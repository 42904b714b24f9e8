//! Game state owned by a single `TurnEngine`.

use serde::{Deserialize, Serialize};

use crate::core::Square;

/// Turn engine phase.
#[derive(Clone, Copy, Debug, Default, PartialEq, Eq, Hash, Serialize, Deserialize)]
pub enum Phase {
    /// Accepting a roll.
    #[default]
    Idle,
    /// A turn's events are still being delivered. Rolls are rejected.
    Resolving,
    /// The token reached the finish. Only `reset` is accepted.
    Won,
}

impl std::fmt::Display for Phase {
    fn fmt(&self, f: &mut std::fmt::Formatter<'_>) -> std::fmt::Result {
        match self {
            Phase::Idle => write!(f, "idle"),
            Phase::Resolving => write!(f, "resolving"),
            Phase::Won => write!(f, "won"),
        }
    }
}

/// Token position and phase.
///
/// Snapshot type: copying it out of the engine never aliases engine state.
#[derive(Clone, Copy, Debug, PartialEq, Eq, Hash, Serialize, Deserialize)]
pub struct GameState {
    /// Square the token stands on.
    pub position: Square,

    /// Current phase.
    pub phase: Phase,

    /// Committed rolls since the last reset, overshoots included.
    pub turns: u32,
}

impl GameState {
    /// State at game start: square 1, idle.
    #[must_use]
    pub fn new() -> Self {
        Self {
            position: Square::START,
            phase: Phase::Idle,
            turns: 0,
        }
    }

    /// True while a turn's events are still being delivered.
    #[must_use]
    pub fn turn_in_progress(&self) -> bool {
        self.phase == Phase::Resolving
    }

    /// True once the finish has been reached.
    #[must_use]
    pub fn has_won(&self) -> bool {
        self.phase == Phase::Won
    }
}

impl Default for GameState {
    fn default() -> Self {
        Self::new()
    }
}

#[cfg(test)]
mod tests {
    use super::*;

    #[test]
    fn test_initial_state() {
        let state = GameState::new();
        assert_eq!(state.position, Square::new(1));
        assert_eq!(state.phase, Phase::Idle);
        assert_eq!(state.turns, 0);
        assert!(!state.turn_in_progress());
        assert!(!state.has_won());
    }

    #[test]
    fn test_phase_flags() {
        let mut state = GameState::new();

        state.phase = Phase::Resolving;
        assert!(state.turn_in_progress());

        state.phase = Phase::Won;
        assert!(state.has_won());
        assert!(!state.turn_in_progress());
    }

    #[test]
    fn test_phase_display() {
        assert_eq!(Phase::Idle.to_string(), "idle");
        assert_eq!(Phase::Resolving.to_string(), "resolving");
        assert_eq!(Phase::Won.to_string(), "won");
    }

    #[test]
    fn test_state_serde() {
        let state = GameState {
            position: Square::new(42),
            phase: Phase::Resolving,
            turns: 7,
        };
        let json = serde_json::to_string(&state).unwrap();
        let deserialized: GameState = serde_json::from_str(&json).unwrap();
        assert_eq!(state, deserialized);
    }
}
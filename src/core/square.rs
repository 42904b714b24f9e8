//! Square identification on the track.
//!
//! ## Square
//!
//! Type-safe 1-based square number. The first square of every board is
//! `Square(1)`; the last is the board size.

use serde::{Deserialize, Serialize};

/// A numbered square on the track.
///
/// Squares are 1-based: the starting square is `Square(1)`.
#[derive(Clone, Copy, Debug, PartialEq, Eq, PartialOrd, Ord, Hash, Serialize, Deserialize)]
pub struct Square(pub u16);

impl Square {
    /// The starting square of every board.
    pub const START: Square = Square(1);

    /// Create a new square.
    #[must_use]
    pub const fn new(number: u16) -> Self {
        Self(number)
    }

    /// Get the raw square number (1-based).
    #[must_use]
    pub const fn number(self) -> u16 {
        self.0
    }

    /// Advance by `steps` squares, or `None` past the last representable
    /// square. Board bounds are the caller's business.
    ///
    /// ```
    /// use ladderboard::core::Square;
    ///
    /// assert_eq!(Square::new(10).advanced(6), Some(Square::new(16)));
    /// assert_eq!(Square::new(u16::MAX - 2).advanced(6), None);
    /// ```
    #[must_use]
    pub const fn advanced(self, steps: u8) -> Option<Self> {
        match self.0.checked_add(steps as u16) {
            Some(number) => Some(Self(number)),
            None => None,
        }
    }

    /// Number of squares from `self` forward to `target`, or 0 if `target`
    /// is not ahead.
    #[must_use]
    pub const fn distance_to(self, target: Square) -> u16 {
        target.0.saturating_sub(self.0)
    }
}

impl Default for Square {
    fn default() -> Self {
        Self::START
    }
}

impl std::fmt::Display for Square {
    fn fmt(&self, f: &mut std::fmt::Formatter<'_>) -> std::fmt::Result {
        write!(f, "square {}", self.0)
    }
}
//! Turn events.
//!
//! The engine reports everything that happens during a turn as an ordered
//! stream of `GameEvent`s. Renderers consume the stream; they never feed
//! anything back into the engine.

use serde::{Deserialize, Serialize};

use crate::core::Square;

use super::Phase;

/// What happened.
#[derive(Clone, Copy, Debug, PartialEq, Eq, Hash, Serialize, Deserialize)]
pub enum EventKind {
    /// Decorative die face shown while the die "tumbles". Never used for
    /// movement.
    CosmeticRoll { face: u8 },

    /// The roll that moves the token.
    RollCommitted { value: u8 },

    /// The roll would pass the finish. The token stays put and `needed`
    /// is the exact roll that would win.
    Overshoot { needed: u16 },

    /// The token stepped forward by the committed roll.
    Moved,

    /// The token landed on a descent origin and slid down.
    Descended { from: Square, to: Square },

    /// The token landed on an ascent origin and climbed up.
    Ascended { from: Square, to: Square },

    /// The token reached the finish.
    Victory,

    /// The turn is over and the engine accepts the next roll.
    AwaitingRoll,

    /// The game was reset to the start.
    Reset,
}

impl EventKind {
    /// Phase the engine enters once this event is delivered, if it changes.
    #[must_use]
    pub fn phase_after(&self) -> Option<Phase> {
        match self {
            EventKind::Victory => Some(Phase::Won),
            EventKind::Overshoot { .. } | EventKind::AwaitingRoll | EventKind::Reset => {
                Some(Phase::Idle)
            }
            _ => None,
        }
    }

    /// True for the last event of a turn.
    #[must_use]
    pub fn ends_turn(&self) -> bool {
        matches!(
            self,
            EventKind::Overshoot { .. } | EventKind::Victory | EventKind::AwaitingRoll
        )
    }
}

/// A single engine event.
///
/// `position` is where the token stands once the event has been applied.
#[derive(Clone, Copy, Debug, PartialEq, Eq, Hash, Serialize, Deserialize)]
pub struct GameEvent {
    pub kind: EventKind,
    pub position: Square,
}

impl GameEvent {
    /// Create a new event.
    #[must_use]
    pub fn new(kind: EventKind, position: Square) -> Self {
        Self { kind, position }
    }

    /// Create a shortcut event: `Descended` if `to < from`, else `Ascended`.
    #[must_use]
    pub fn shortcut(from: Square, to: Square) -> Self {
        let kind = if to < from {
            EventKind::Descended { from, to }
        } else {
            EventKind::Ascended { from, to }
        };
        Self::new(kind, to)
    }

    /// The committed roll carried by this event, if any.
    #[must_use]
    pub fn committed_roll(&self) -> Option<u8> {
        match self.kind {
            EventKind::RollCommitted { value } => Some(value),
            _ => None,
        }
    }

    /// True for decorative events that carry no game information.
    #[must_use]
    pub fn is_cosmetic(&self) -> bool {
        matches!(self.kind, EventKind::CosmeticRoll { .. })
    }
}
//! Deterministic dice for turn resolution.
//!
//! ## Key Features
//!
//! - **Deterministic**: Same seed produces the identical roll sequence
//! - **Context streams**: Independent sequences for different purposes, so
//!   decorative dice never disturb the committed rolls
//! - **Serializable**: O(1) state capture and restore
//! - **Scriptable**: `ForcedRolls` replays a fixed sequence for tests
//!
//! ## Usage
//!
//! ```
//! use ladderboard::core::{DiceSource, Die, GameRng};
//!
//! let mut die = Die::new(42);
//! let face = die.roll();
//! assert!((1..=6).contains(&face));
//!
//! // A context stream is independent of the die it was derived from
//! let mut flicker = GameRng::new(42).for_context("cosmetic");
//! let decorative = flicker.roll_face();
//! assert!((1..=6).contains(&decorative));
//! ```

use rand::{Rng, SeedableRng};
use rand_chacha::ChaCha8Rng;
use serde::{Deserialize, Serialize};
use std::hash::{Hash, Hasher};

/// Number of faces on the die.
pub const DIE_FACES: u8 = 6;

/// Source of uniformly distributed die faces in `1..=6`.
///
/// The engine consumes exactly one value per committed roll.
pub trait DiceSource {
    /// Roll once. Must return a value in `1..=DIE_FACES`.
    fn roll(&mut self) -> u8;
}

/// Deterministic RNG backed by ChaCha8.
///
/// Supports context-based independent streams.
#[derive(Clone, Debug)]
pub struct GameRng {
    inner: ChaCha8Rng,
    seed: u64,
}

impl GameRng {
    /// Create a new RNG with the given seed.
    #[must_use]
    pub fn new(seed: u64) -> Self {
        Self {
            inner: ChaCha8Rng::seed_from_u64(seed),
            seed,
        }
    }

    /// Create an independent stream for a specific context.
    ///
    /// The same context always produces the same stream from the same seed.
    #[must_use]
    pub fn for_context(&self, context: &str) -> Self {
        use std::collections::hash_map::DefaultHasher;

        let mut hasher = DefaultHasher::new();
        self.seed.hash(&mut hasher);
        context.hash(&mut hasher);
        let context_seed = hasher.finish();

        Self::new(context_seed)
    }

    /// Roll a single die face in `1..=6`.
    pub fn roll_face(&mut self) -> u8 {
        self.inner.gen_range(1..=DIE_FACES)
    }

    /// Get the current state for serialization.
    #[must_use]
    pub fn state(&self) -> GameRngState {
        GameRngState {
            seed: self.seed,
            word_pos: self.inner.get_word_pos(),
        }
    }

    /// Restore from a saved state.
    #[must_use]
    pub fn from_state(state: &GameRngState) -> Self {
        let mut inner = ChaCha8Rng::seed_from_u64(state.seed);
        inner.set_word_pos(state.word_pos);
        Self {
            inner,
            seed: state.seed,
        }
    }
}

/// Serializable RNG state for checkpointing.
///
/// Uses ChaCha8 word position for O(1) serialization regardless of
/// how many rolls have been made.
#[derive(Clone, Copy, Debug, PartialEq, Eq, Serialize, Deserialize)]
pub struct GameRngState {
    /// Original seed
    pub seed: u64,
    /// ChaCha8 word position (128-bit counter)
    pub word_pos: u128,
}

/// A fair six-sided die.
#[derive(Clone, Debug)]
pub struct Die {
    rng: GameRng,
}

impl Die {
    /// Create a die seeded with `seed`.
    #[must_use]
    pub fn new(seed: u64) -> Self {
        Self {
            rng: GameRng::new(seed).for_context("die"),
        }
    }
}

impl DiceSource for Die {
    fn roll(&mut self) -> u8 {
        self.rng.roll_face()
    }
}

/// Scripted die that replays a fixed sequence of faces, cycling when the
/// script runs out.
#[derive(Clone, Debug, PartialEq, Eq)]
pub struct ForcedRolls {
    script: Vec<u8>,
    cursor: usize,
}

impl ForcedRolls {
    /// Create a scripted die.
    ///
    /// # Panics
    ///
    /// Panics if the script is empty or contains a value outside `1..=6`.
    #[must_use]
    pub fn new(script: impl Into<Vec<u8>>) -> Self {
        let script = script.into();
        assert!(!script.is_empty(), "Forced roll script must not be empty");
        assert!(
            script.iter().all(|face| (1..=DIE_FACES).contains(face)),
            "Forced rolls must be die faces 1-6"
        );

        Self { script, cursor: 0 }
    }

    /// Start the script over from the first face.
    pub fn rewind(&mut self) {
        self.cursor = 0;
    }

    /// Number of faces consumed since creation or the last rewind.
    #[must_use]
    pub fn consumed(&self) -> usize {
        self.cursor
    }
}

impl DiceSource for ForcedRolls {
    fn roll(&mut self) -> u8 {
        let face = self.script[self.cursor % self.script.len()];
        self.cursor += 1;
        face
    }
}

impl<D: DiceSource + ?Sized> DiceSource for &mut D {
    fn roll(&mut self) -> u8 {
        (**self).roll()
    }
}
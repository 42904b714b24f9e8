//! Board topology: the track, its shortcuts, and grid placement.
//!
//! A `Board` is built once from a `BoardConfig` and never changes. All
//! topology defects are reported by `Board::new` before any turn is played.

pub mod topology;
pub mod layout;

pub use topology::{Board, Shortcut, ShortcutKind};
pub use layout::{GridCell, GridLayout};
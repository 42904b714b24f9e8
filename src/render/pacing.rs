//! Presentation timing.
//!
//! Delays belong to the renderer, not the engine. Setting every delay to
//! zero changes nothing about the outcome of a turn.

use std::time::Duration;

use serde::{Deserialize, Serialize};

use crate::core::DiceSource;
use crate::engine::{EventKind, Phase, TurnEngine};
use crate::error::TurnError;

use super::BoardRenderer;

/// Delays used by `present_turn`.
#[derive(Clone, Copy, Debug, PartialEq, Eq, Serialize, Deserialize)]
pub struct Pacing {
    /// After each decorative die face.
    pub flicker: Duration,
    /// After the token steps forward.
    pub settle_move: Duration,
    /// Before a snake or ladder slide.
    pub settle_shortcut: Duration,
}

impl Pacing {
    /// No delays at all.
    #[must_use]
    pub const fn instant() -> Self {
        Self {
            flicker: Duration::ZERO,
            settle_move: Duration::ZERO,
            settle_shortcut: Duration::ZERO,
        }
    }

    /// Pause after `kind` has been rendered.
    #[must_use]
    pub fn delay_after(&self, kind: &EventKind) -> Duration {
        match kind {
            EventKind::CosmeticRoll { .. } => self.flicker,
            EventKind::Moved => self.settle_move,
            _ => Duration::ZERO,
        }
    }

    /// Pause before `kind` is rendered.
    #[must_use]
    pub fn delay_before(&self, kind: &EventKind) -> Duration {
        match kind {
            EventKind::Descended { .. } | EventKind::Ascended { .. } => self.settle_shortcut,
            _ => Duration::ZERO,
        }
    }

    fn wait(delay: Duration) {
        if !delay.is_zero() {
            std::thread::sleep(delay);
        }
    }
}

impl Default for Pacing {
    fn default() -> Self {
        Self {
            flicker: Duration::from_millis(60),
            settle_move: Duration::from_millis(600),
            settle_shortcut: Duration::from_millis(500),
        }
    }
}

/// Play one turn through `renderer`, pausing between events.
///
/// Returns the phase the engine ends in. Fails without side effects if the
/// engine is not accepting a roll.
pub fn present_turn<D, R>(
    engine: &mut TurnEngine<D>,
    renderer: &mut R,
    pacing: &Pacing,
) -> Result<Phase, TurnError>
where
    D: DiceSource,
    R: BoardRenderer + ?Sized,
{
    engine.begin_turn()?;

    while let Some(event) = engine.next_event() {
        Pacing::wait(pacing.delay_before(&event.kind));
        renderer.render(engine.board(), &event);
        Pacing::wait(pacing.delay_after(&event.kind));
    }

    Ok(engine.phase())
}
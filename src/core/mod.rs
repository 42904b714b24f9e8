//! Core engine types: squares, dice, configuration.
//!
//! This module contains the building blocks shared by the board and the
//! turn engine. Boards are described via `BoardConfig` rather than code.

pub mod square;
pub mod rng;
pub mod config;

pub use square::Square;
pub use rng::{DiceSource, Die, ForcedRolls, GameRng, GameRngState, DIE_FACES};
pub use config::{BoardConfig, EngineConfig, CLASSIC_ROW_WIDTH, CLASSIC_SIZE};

What you are asked to do:
Repeat exactly the lines of the listing above, from the one with "the same seed." down to the one with "context.hash(&mut hasher);"; both of those lines belong in the range.

Task response:
    /// The same context always produces the same stream from the same seed.
    #[must_use]
    pub fn for_context(&self, context: &str) -> Self {
        use std::collections::hash_map::DefaultHasher;

        let mut hasher = DefaultHasher::new();
        self.seed.hash(&mut hasher);
        context.hash(&mut hasher);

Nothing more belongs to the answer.